Work to complete:
For this exercise, report every line of the material that includes "RequestHeader".
****************************************
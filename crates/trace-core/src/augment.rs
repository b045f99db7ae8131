use bruno_trace_plugin_sdk::{RequestDescriptor, RequestHeader, TraceConfig, TraceParam};

/// Returns a copy of `request` carrying the enabled headers and query
/// parameters of `config`, in manifest order.
pub fn augment_request(config: &TraceConfig, request: &RequestDescriptor) -> RequestDescriptor {
    let mut augmented = request.clone();
    augmented.headers.extend(
        config
            .enabled_headers()
            .map(|header| RequestHeader::new(header.name.clone(), header.value.clone())),
    );
    if let Some(url) = &request.url {
        augmented.url = Some(append_query_params(url, config.enabled_query_params()));
    }
    augmented
}

/// Appends percent-encoded `name=value` pairs, starting with `?` unless the
/// URL already carries a query string.
pub fn append_query_params<'a>(url: &str, params: impl IntoIterator<Item = &'a TraceParam>) -> String {
    let mut out = url.to_string();
    let mut has_query = url.contains('?');
    for param in params {
        if !has_query {
            out.push('?');
            has_query = true;
        } else if !(out.ends_with('?') || out.ends_with('&')) {
            out.push('&');
        }
        out.push_str(&urlencoding::encode(&param.name));
        out.push('=');
        out.push_str(&urlencoding::encode(&param.value));
    }
    out
}

#[cfg(test)]
mod tests {
    use super::*;

    fn config(headers: Vec<TraceParam>, query_params: Vec<TraceParam>) -> TraceConfig {
        TraceConfig {
            headers,
            query_params,
        }
    }

    #[test]
    fn appends_enabled_headers_in_order() {
        let request = RequestDescriptor::new("https://x.com/a").with_header("A", "1");
        let cfg = config(
            vec![
                TraceParam::enabled("B", "2"),
                TraceParam::disabled("D", "4"),
                TraceParam::enabled("C", "3"),
            ],
            vec![],
        );
        let out = augment_request(&cfg, &request);
        let names: Vec<_> = out.headers.iter().map(|h| h.name.as_str()).collect();
        assert_eq!(names, ["A", "B", "C"]);
        assert!(out.headers.iter().all(|h| h.enabled));
        assert_eq!(request.headers.len(), 1);
        assert_eq!(out.url.as_deref(), Some("https://x.com/a"));
    }

    #[test]
    fn query_separator_depends_on_existing_query() {
        let params = [TraceParam::enabled("k", "v")];
        assert_eq!(append_query_params("https://x.com/a", &params), "https://x.com/a?k=v");
        assert_eq!(
            append_query_params("https://x.com/a?z=1", &params),
            "https://x.com/a?z=1&k=v"
        );
    }

    #[test]
    fn multiple_params_use_ampersand_after_first() {
        let params = [
            TraceParam::enabled("a", "1"),
            TraceParam::disabled("skip", "x"),
            TraceParam::enabled("b", "2"),
        ];
        let cfg = config(vec![], params.to_vec());
        let out = augment_request(&cfg, &RequestDescriptor::new("https://x.com/p"));
        assert_eq!(out.url.as_deref(), Some("https://x.com/p?a=1&b=2"));
    }

    #[test]
    fn names_and_values_are_percent_encoded() {
        let params = [TraceParam::enabled("trace id", "a&b=c/d")];
        assert_eq!(
            append_query_params("https://x.com", &params),
            "https://x.com?trace%20id=a%26b%3Dc%2Fd"
        );
    }

    #[test]
    fn trailing_separator_is_not_doubled() {
        let params = [TraceParam::enabled("k", "v")];
        assert_eq!(append_query_params("https://x.com/a?", &params), "https://x.com/a?k=v");
        assert_eq!(append_query_params("https://x.com/a?z=1&", &params), "https://x.com/a?z=1&k=v");
    }

    #[test]
    fn request_without_url_only_gets_headers() {
        let mut request = RequestDescriptor::default();
        request.extra.insert("method".into(), "POST".into());
        let cfg = config(
            vec![TraceParam::enabled("X", "1")],
            vec![TraceParam::enabled("k", "v")],
        );
        let out = augment_request(&cfg, &request);
        assert!(out.url.is_none());
        assert_eq!(out.headers.len(), 1);
        assert_eq!(out.extra["method"], "POST");
    }
}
****************************************
Exercise answer:
use bruno_trace_plugin_sdk::{RequestDescriptor, RequestHeader, TraceConfig, TraceParam};
            .map(|header| RequestHeader::new(header.name.clone(), header.value.clone())),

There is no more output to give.